Когда я узнала о студии, то пришла к ним, сказала, что мне интересно поглядеть поближе. Со мной было еще несколько человек. Нам разрешили присутствовать на репетициях. Звали нас «опричниками». Потом я привела туда знакомиться ифлийских поэтов. Мне казалось, это явления одного типа. Но слияния не получилось. Я даже понимаю почему. Поэты были, так сказать, на более высоком уровне, были слишком сложны для этих ребят, очень простых — но очень искренних. Многие из них жили за городом, почти не спали, ездили в электричках, и все, что было в студии, было святым. У них был настоящий культ студии.

Наконец спектакль вышел. И когда объявили первые представления, толпа стояла на улице. Это было невероятно важное театральное событие. Это был живой, исключительно жизненный спектакль. Слух о том, что ребята сами что-то создали, написали, сыграли, довели до конца, необычайно взволновал молодежь в Москве. Просто с бою врывались туда. И были изумительно… живые спектакли — другого определения не найду. Там было сказано искреннее, человеческое слово.

Мне захотелось, чтобы об этом шире узнали, и вот тогда я написала свои две первые статьи. Тоже прямо с улицы пошла в «Московский комсомолец», там сидел такой пожилой господин по фамилии Кронгауз. Он спрашивает:

— А вы от кого?

Я говорю:

— Ни от кого.

— Да кто вас прислал?

Я говорю:

— Да никто меня не присылал.

— Как вы пришли?

Я говорю:

— Ну просто взяла и пришла.

— А вы писали?

Я говорю:

— Нет, никогда не писала.

— А почему вы думаете, что сумеете написать?

Я говорю:

— Я напишу, а вы прочтете, и вы решите, могу я или не могу. Просто явление такое новое, интересное, что, по-моему, надо написать. Я вам предлагаю.

Он с изумлением на меня посмотрел и говорит:

— Ну что ж, давайте, если вы такая рисковая — попробуем.

Так я написала первую свою статью, «У колыбели театра» называлась, весьма банально. И без единой поправочки он ее действительно напечатал. А потом я пошла таким же решительным образом в «Комсомольскую правду», решив, что аудитория «Московского комсомольца» для меня слишком мала и о театре нужно шире оповестить. И точно так же была напечатана моя вторая статья. Обе газеты предложили дальше писать, и я была очень горда, что стала немного зарабатывать, приносить маме какие-то деньги. А кроме того, у меня было приятное чувство, что я что-то полезное сделала. Потом был ряд других статей об этом спектакле, в общем, театр с невероятным успехом вкатился в московскую театральную жизнь.
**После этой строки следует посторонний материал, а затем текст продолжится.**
use super::{ResolveContext, ResolveRequest, TileResolver};
use crate::Result;
use lclinks_geo::left_decade;

const GSW_BASE: &str =
    "https://jeodpp.jrc.ec.europa.eu/ftp/jrc-opendata/GSWE/YearlyClassification/LATEST/tiles";

/// JRC Global Surface Water yearly classification.
///
/// Tiles are 10° cells whose file names encode `4 * (70 - lat) / 10` and
/// `4 * (lon + 180) / 10` (floor division), each right-aligned in a
/// six-character field padded with `0` and followed by `0000`.
#[derive(Debug, Clone, Copy, Default)]
pub struct Gsw;

/// Build the URL of one GSW tile whose south-west corner is `(lat, lon)`.
pub fn gsw_tile_url(year: u16, lat: i32, lon: i32) -> String {
    let left = (4 * (70 - lat)).div_euclid(10);
    let right = (4 * (lon + 180)).div_euclid(10);
    // 2021 is the only release that separates the year with an underscore
    let sep = if year == 2021 { '_' } else { '-' };
    format!(
        "{GSW_BASE}/yearlyClassification{year}/yearlyClassification{year}{sep}{:0>6}0000-{:0>6}0000.tif",
        left.to_string(),
        right.to_string()
    )
}

impl TileResolver for Gsw {
    fn resolve(&self, request: &ResolveRequest, _ctx: &ResolveContext<'_>) -> Result<Vec<String>> {
        let bbox = &request.bbox;
        let (start_lon, end_lon) = (left_decade(bbox.min_lon), left_decade(bbox.max_lon));
        let (start_lat, end_lat) = (left_decade(bbox.min_lat), left_decade(bbox.max_lat));

        let mut urls = Vec::new();
        for lon in (start_lon..=end_lon).step_by(10) {
            for lat in (start_lat..=end_lat).step_by(10) {
                urls.push(gsw_tile_url(request.year, lat, lon));
            }
        }
        Ok(urls)
    }
}

#[cfg(test)]
mod tests {
    use super::*;
    use crate::aux_data::AuxiliaryData;
    use crate::resolver::test_support::OfflineClient;
    use lclinks_geo::BoundingBox;

    #[test]
    fn test_tile_url_format() {
        assert_eq!(
            gsw_tile_url(2020, 0, 20),
            "https://jeodpp.jrc.ec.europa.eu/ftp/jrc-opendata/GSWE/YearlyClassification/LATEST/tiles/\
             yearlyClassification2020/yearlyClassification2020-0000280000-0000800000.tif"
        );
        assert!(gsw_tile_url(2021, 0, 20).contains("yearlyClassification2021_0000280000-0000800000.tif"));
    }

    #[test]
    fn test_negative_index_keeps_sign_inside_padding() {
        // 4 * (70 - 80) / 10 = -4
        assert!(gsw_tile_url(2000, 80, -180).ends_with("yearlyClassification2000-0000-40000-0000000000.tif"));
    }

    #[test]
    fn test_resolve_enumerates_lon_major() {
        let aux = AuxiliaryData::empty();
        let ctx = ResolveContext::new(&aux, &OfflineClient);
        let bbox = BoundingBox::new(3.5, 16.3, 27.0, 43.3).unwrap();
        let urls = Gsw.resolve(&ResolveRequest::new(bbox, 2020, 2020), &ctx).unwrap();

        // lon 20..=40, lat 0..=10
        assert_eq!(urls.len(), 6);
        assert_eq!(urls[0], gsw_tile_url(2020, 0, 20));
        assert_eq!(urls[1], gsw_tile_url(2020, 10, 20));
        assert_eq!(urls[5], gsw_tile_url(2020, 10, 40));
    }
}
use clap::Parser;
use lclinks_runner::{run, Cli};
use std::process::ExitCode;
use tracing_subscriber::EnvFilter;

fn init_logging(verbose: bool) {
    let default_level = if verbose { "debug" } else { "info" };
    let filter = EnvFilter::try_from_default_env().unwrap_or_else(|_| EnvFilter::new(default_level));
    tracing_subscriber::fmt()
        .with_env_filter(filter)
        .with_writer(std::io::stderr)
        .init();
}

fn main() -> ExitCode {
    let cli = Cli::parse();
    init_logging(cli.verbose);
    if lclinks_metrics::install_recorder().is_none() {
        tracing::warn!("metrics recorder already installed, run summary unavailable");
    }

    match run(cli) {
        Ok(()) => ExitCode::SUCCESS,
        Err(e) => {
            eprintln!("Error: {e}");
            ExitCode::FAILURE
        }
    }
}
Но очень скоро началась война. Лучшие ушли солдатами и погибли. Коля, Сева, Кирилл Арбузов, замечательный мальчик, племянник Арбузова, который играл главного положительного героя в этом спектакле, — он был убит в первый месяц войны.
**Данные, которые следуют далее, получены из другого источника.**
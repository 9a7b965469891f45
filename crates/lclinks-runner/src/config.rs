//! YAML run configuration.
//!
//! Every field has a default, so an empty file (or no file at all) yields
//! the standard auxiliary-data layout relative to the working directory.

use crate::{Result, RunnerError};
use lclinks_sources::AuxiliaryPaths;
use serde::{Deserialize, Serialize};
use std::path::{Path, PathBuf};
use std::time::Duration;
use tracing::debug;

/// Run configuration.
#[derive(Debug, Clone, PartialEq, Serialize, Deserialize)]
#[serde(default, deny_unknown_fields)]
pub struct Config {
    /// Auxiliary file locations.
    pub aux: AuxiliaryPaths,
    /// Timeout applied to every HTTP request.
    pub http_timeout_secs: u64,
    /// Download FROM_GLC catalog snapshots that are missing.
    pub fetch_missing_catalogs: bool,
}

impl Default for Config {
    fn default() -> Self {
        Self {
            aux: AuxiliaryPaths::default(),
            http_timeout_secs: lclinks_sources::http::DEFAULT_TIMEOUT_SECS,
            fetch_missing_catalogs: true,
        }
    }
}

impl Config {
    /// Parse YAML text. Relative auxiliary paths are left as written.
    pub fn from_yaml_str(text: &str) -> Result<Self> {
        if text.trim().is_empty() {
            return Ok(Self::default());
        }
        Ok(serde_yaml::from_str(text)?)
    }

    /// Load a config file and rebase its relative paths onto the file's
    /// directory.
    pub fn load(path: &Path) -> Result<Self> {
        let text = std::fs::read_to_string(path).map_err(|e| RunnerError::Config {
            path: path.to_path_buf(),
            reason: e.to_string(),
        })?;
        let config = Self::from_yaml_str(&text).map_err(|e| RunnerError::Config {
            path: path.to_path_buf(),
            reason: e.to_string(),
        })?;

        let base = path
            .parent()
            .filter(|p| !p.as_os_str().is_empty())
            .map_or_else(|| PathBuf::from("."), Path::to_path_buf);
        debug!(path = %path.display(), base = %base.display(), "loaded configuration");
        Ok(config.rebased(&base))
    }

    /// Load `path` if given, otherwise use defaults relative to the current
    /// directory.
    pub fn load_or_default(path: Option<&Path>) -> Result<Self> {
        match path {
            Some(path) => Self::load(path),
            None => Ok(Self::default().rebased(Path::new("."))),
        }
    }

    /// Copy with auxiliary paths rebased onto `base`.
    pub fn rebased(mut self, base: &Path) -> Self {
        self.aux = self.aux.resolve_against(base);
        self
    }

    /// HTTP timeout as a duration.
    pub fn http_timeout(&self) -> Duration {
        Duration::from_secs(self.http_timeout_secs)
    }
}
Зяма и Исай прошли всю войну и чудом выжили. Зяма, тяжело раненный в ногу, все же стал одним из лучших наших актеров.

Оставшаяся часть труппы преобразовалась во фронтовой театр, но это было уже не то.

22

В середине зимы сорок первого года организовался у нас в ИФЛИ семинар работающих ифлийцев-журналистов, которым руководил Корнелий Зелинский. Был такой очень растленный, продажный литературовед. В те годы знаменитый.

Он заигрывал с ребятами, ему очень хотелось нравиться, — это была самая активная часть ифлийцев, которой предстояло вписаться в общее явление культуры. Он с нами всячески изображал себя и либералом, и интересным, и таким, и сяким. Человек он был образованный.
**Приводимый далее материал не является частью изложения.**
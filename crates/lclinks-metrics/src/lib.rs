//! Metric declarations for the link generator.
//!
//! Every metric is a [`Metric`] constant in [`metric_defs`], so names and
//! label keys are spelled once. The binary installs an
//! [`InMemoryRecorder`] and logs a [`RunSummary`] at the end of a run;
//! without a recorder the recording helpers are no-ops.
//!
//! ```rust
//! use lclinks_metrics::{metric_defs, SourceLabels};
//!
//! let labels = SourceLabels::new("GSW", 2020);
//! metrics::counter!(metric_defs::LINKS_GENERATED.name, &labels.to_labels()).increment(4);
//! ```

pub use metrics;

mod recorder;

pub use recorder::{install_recorder, run_summary, InMemoryRecorder, RunSummary};

use metrics::{describe_counter, describe_histogram, Unit};

/// Counter or histogram.
#[derive(Debug, Clone, Copy, PartialEq, Eq)]
pub enum MetricKind {
    /// Monotonic count.
    Counter,
    /// Distribution of observed values.
    Histogram,
}

/// A metric name with its metadata.
#[derive(Debug, Clone)]
pub struct Metric {
    /// Exported name.
    pub name: &'static str,
    /// Counter or histogram.
    pub kind: MetricKind,
    /// Human-readable description.
    pub description: &'static str,
    /// Unit of the recorded values.
    pub unit: Unit,
    /// Label keys attached on every recording.
    pub labels: &'static [&'static str],
}

impl Metric {
    /// Declare a counter.
    pub const fn counter(name: &'static str, description: &'static str) -> Self {
        Self {
            name,
            kind: MetricKind::Counter,
            description,
            unit: Unit::Count,
            labels: &[],
        }
    }

    /// Declare a histogram.
    pub const fn histogram(name: &'static str, description: &'static str, unit: Unit) -> Self {
        Self {
            name,
            kind: MetricKind::Histogram,
            description,
            unit,
            labels: &[],
        }
    }

    /// Set the label keys.
    pub const fn with_labels(mut self, labels: &'static [&'static str]) -> Self {
        self.labels = labels;
        self
    }

    /// Register the description with the installed recorder.
    pub fn describe(&self) {
        match self.kind {
            MetricKind::Counter => describe_counter!(self.name, self.unit, self.description),
            MetricKind::Histogram => describe_histogram!(self.name, self.unit, self.description),
        }
    }
}

/// All metrics emitted by a run.
pub mod metric_defs {
    use super::{Metric, Unit};

    /// Labels on every per-source metric.
    pub const SOURCE_LABELS: &[&str] = &["source", "year"];

    /// Download links written for a source and year.
    pub const LINKS_GENERATED: Metric =
        Metric::counter("lclinks.links_generated", "Download links generated").with_labels(SOURCE_LABELS);

    /// Resolutions that produced no links.
    pub const EMPTY_RESOLUTIONS: Metric =
        Metric::counter("lclinks.empty_resolutions", "Source/year pairs without matching tiles")
            .with_labels(SOURCE_LABELS);

    /// Resolutions that failed and were skipped.
    pub const SOURCE_FAILURES: Metric =
        Metric::counter("lclinks.source_failures", "Source/year pairs skipped after an error")
            .with_labels(&["source", "year", "reason"]);

    /// Requested years replaced by the nearest available year.
    pub const YEARS_SNAPPED: Metric =
        Metric::counter("lclinks.years_snapped", "Requested years replaced by an available year")
            .with_labels(&["source"]);

    /// Wall time spent in one resolver call.
    pub const RESOLVE_TIME: Metric =
        Metric::histogram("lclinks.resolve_time_ms", "Time spent resolving tiles", Unit::Milliseconds)
            .with_labels(SOURCE_LABELS);

    /// Entries retrieved by the catalog fetcher.
    pub const CATALOG_ENTRIES_FETCHED: Metric =
        Metric::counter("lclinks.catalog_entries_fetched", "Catalog entries downloaded")
            .with_labels(&["catalog"]);

    /// Every declared metric.
    pub const ALL: &[&Metric] = &[
        &LINKS_GENERATED,
        &EMPTY_RESOLUTIONS,
        &SOURCE_FAILURES,
        &YEARS_SNAPPED,
        &RESOLVE_TIME,
        &CATALOG_ENTRIES_FETCHED,
    ];
}

/// `source` / `year` labels for one resolution.
#[derive(Debug, Clone, PartialEq, Eq)]
pub struct SourceLabels {
    /// Registry name of the source.
    pub source: String,
    /// Resolved year.
    pub year: u16,
}

impl SourceLabels {
    /// Create labels.
    pub fn new(source: impl Into<String>, year: u16) -> Self {
        Self {
            source: source.into(),
            year,
        }
    }

    /// Labels in the form the `metrics` macros take.
    pub fn to_labels(&self) -> Vec<(&'static str, String)> {
        vec![("source", self.source.clone()), ("year", self.year.to_string())]
    }

    /// Labels plus extra pairs.
    pub fn with(&self, extra: &[(&'static str, String)]) -> Vec<(&'static str, String)> {
        let mut labels = self.to_labels();
        labels.extend_from_slice(extra);
        labels
    }
}

/// Record the outcome of one resolution.
pub fn record_resolution(labels: &SourceLabels, links: usize, elapsed_ms: f64) {
    let label_vec = labels.to_labels();
    metrics::counter!(metric_defs::LINKS_GENERATED.name, &label_vec).increment(links as u64);
    if links == 0 {
        metrics::counter!(metric_defs::EMPTY_RESOLUTIONS.name, &label_vec).increment(1);
    }
    metrics::histogram!(metric_defs::RESOLVE_TIME.name, &label_vec).record(elapsed_ms);
}

/// Record a skipped resolution.
pub fn record_failure(labels: &SourceLabels, reason: &'static str) {
    let label_vec = labels.with(&[("reason", reason.to_string())]);
    metrics::counter!(metric_defs::SOURCE_FAILURES.name, &label_vec).increment(1);
}

/// Register every metric description. Call once after installing a recorder.
pub fn describe_metrics() {
    for metric in metric_defs::ALL {
        metric.describe();
    }
}

#[cfg(test)]
mod tests {
    use super::*;

    #[test]
    fn test_source_labels() {
        let labels = SourceLabels::new("GFC_FCS30D", 2010);
        assert_eq!(
            labels.to_labels(),
            vec![("source", "GFC_FCS30D".to_string()), ("year", "2010".to_string())]
        );

        let extended = labels.with(&[("reason", "aux_missing".to_string())]);
        assert_eq!(extended.len(), 3);
        assert!(extended.contains(&("reason", "aux_missing".to_string())));
    }

    #[test]
    fn test_definitions() {
        assert_eq!(metric_defs::LINKS_GENERATED.name, "lclinks.links_generated");
        assert_eq!(metric_defs::LINKS_GENERATED.kind, MetricKind::Counter);
        assert_eq!(metric_defs::LINKS_GENERATED.labels, &["source", "year"]);
        assert_eq!(metric_defs::RESOLVE_TIME.kind, MetricKind::Histogram);
        assert_eq!(metric_defs::RESOLVE_TIME.unit, Unit::Milliseconds);
        assert_eq!(metric_defs::ALL.len(), 6);
    }

    #[test]
    fn test_recording_without_recorder_is_noop() {
        describe_metrics();
        let labels = SourceLabels::new("GSW", 2020);
        record_resolution(&labels, 0, 1.5);
        record_failure(&labels, "remote");
    }
}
Это был тот момент, когда Марина Цветаева и ее семья вернулись в Россию. И вот Цветаева составила сборник стихов и отдала его в «Советский писатель» с надеждой, что он будет напечатан. Это был для нее вопрос чрезвычайной важности — всей ее дальнейшей жизни. И этот сборник попал в руки к Зелинскому. Как к рецензенту. И он настолько на самом деле плохо понимал настрой молодых, что думал покорить нас тем, что прочтет нам эту внутреннюю, не для печати предназначенную рецензию, в которой он отдавал должное Цветаевой как талантливому поэту. И этим гордился. Но нам это было нипочем, мы это и сами понимали. А в остальном он совершенно убил сборник, написав, что идеологически это вещь невозможная в советской культуре и что издавать его никак нельзя.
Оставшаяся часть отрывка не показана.